If you’ve been following our ERG series, you now know what an ERG is and why it’s so important to individual and company success. But how do you run a successful ERG that can lead you to excel in your equity, diversity, and inclusion goals? When defining the basic framework of an ERG I’d recommend keeping these 4 principals in mind.

Written by: Sophie Warwick

Structure – Events should be open to all staff but it’s essential to pick a dedicated task force to spearhead this initiative. I would suggest selecting two leaders, or Co-Chairs, to head the ERG. It’s important to have a direct line of communication to bring initiatives to company leadership. By providing two, one team member isn’t overburdened as they’re also likely juggling other project work (don’t burn them out!). The rest of the ERG organizational team size may vary based on the size of your organization and the number of offices, but typically a total team of 10-15 is appropriate for most medium to large sized firms. Think “not too big, not too small.” If the group gets too large, it can be difficult for anyone to take ownership of projects. In contrast, if it’s too small, we’re back to the risk of taking on too much work and burning team members out. If needed, there’s always the option to create regional women’s ERGs if the company is large enough to warrant it.

If this is an advocacy group, make sure you have representation beyond women and include some allies in your team. It has the combined impact of sharing the work with more team members and showcasing that this is a company initiative, not just a women’s initiative. I’d also recommend electing a few office champions who are not part of the ERG but can help advertise upcoming programming and stress the importance of the ERG. For that extra punch, ensure some of these champions are senior leaders, particularly those that don’t identify as women. This showcases to the rest of the office that it’s valuable and important to participate.

Frequency – A consistent and predictable schedule for events and meetings is critical. If ERG events are too irregular, the opportunity for initiatives to be integral in broader company goals and culture can be lost. However, when events are too frequent, the content and impact can be watered down as attendees start to think, “I’m busy, I’ll join for the next one.” Once that habit is developed, it’s easy for attendance to falter.

Instead, try to focus on a few thoughtful and intentional events at a regular cadence that’s consistent with your company culture. If you’re a team that regularly meets for project work and socials, you may opt to have more frequent events than teams who have a higher degree of independent work. I’d recommend selecting a frequency that mirrors other company events and trial it for one year. If participation is high, keep doing what you’re doing! If it’s starting to drop, reach out to a few folks (both those who’ve attended and who haven’t) and see if they have any suggestions.

Budget – This doesn’t just refer to event fees or sponsoring external organizations. ERGs can often be “side of the desk” projects added to the plates of already marginalized individuals. It’s critical to ensure the time required to resource these initiatives are built into employee workflow. Adding additional work onto an already full schedule can burnout staff. This is particularly a challenge with ERGs when women, or another minority group, tend to dominate these teams as they are desperate for additional support and meaningful change.

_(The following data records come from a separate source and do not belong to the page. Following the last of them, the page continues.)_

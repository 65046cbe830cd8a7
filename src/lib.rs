//! Consistency and DNSSEC sanity checks for DNS zones.
//!
//! [`ZoneValidator`] runs the record rules over a zone's records and a
//! snapshot of its DNSSEC state, [`check_delegation`] verifies that the
//! parent zone delegates to it. Problems found in the zone are reported as
//! [`Diagnostic`]s; only failures of the record source or DNSSEC provider
//! surface as [`CheckError`].

pub mod config;
pub mod dns;
pub mod error;
pub mod zone;

pub use config::CheckConfig;
pub use dns::{DomainName, RecordType};
pub use error::{CheckError, ConfigError, Result};
pub use zone::{
    Diagnostic, DnssecState, ResourceRecord, Severity, ZoneReport, ZoneState, ZoneValidator,
    check_delegation, check_zone,
};
use crate::dns::{DomainName, RecordType};
use crate::error::Result;
use std::fmt;

/// A single resource record as a backend hands it over
#[derive(Debug, Clone, PartialEq, Eq)]
pub struct ResourceRecord {
    /// Owner name
    pub name: DomainName,
    /// Record type
    pub rtype: RecordType,
    /// Record data in text format
    pub content: String,
    /// Time to live in seconds
    pub ttl: u32,
    /// Whether the record is authoritative data for the zone
    pub auth: bool,
}

impl ResourceRecord {
    /// Create a new authoritative record
    pub fn new(name: DomainName, rtype: RecordType, content: impl Into<String>, ttl: u32) -> Self {
        Self {
            name,
            rtype,
            content: content.into(),
            ttl,
            auth: true,
        }
    }

    /// Build a record from its textual owner name and type mnemonic
    pub fn from_text(name: &str, rtype: &str, content: impl Into<String>, ttl: u32) -> Result<Self> {
        Ok(Self::new(
            DomainName::parse(name)?,
            rtype.parse()?,
            content,
            ttl,
        ))
    }

    /// Mark the record as non-authoritative (e.g. glue or delegated data)
    pub fn non_authoritative(mut self) -> Self {
        self.auth = false;
        self
    }
}

impl fmt::Display for ResourceRecord {
    fn fmt(&self, f: &mut fmt::Formatter<'_>) -> fmt::Result {
        write!(f, "{} IN {} {}", self.name.to_fqdn(), self.rtype, self.content)
    }
}

#[cfg(test)]
mod tests {
    use super::*;

    #[test]
    fn test_from_text() {
        let record = ResourceRecord::from_text("www.example.com.", "a", "192.0.2.1", 300).unwrap();
        assert_eq!(record.rtype, RecordType::A);
        assert_eq!(record.ttl, 300);
        assert!(record.auth);
        assert_eq!(record.to_string(), "www.example.com. IN A 192.0.2.1");
    }

    #[test]
    fn test_from_text_rejects_bad_input() {
        assert!(ResourceRecord::from_text("a..example", "A", "192.0.2.1", 300).is_err());
        assert!(ResourceRecord::from_text("www.example", "NOPE", "192.0.2.1", 300).is_err());
    }

    #[test]
    fn test_non_authoritative() {
        let record = ResourceRecord::from_text("ns1.sub.example.com", "A", "192.0.2.1", 300)
            .unwrap()
            .non_authoritative();
        assert!(!record.auth);
    }
}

The increased workload to implement that change can cause them to be spread thin and even leave the organization if it’s not built into their workday. This is important work that is critical to company success – it should be built into employee resourcing similar to administrative work, business development, professional development, and more. Implement a charge code if applicable, and ensure the required hours are being accounted for and reviewed by the ERG leaders.

Accountability – What are the goals and targets of the ERG and who is responsible for delivering them? New initiatives and policies are only as impactful as the tools used to measure them. Without intent, ERGs can be limited to perceived support and not improve gender equity in the way they intended. Steer clear of the pink cupcakes on International Women’s Day. Or at least pair the cupcakes with action. For example, pay analysis ensuring there are no gender pay gaps, or a detailed review of parental leave and childcare policies.

Is the goal to achieve a certain percentage of women shareholders by a given year? If so, you’ll likely want to focus events and discussions on retention related issues. Your ERG may want to pilot a mentorship program to ensure junior and intermediate employees have the support they need to succeed and ensure there are women role models for them to aspire to be. Or maybe there is gender inequity within hiring? Perhaps your group can attend university career fairs and share the important work you’re doing at your ERG with potential candidates.

Focus on a few, I’d recommend 2-3 per year, critical initiatives you’d like to implement and determine how to measure the progress at your year end review. Reflecting on progress at year end will allow you to see where you’re getting the most bang for your buck, and really making important change.


A successful ERG should be thoughtful and intentional. They should reflect global company goals and values, be measured for success at appropriate check points, and be integrated in company culture. ERGs are critical in improving gender equity in recruitment and retention. They are powerful teams for developing a sense of belonging into everyday that can too often be difficult to attain for minority groups. If you’re looking to revamp an existing ERG, or launch one for the first time, book a workshop today to get the most out of your Employee Resource Group. Looking for something more specific and tailored to your organization? We also offer one-on-one coaching in ERG implementation and management, email us at to learn more.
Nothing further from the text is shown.